How many lines in the records below contain the word "wrong"? Reply with the number alone.

BEGIN Data under study

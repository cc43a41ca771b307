//! Error types for annotator port operations.

use thiserror::Error;

/// Errors from annotator port operations.
///
/// These are domain-level errors that consumers can handle.
/// Implementation-specific errors (HTTP, JSON) are mapped to these.
#[derive(Debug, Error)]
pub enum AnnotatorError {
    /// The service could not be reached or the transfer failed.
    #[error("Network error: {message}")]
    Network {
        /// Description of the network error
        message: String,
    },

    /// The service answered with a non-success status.
    #[error("Annotation service returned HTTP {status}")]
    HttpStatus {
        /// HTTP status code
        status: u16,
    },

    /// The response body is too short to fill both output regions.
    #[error("Response body too short: {length} character(s), need at least 2")]
    ShortBody {
        /// Body length in characters
        length: usize,
    },

    /// The response body could not be interpreted.
    #[error("Malformed response body: {message}")]
    MalformedBody {
        /// What was wrong with the body
        message: String,
    },

    /// The client is misconfigured (bad endpoint, unusable TLS setup).
    #[error("Configuration error: {message}")]
    Configuration {
        /// What's wrong with the configuration
        message: String,
    },
}

impl AnnotatorError {
    /// Whether the failure came from the body rather than the transport.
    pub const fn is_body_error(&self) -> bool {
        matches!(self, Self::ShortBody { .. } | Self::MalformedBody { .. })
    }
}

/// Result type alias for annotator port operations.
pub type AnnotatorResult<T> = Result<T, AnnotatorError>;

#[cfg(test)]
mod tests {
    use super::*;

    #[test]
    fn test_error_display() {
        let err = AnnotatorError::HttpStatus { status: 502 };
        assert!(err.to_string().contains("502"));

        let err = AnnotatorError::ShortBody { length: 1 };
        assert!(err.to_string().contains("1 character"));

        let err = AnnotatorError::MalformedBody {
            message: "missing field `baseline`".to_string(),
        };
        assert!(err.to_string().contains("baseline"));
    }

    #[test]
    fn test_body_error_classification() {
        assert!(AnnotatorError::ShortBody { length: 0 }.is_body_error());
        assert!(
            AnnotatorError::MalformedBody {
                message: String::new()
            }
            .is_body_error()
        );
        assert!(!AnnotatorError::HttpStatus { status: 500 }.is_body_error());
        assert!(
            !AnnotatorError::Network {
                message: "refused".to_string()
            }
            .is_body_error()
        );
    }
}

END Data under study

◆ **Answer to the exercise**:
2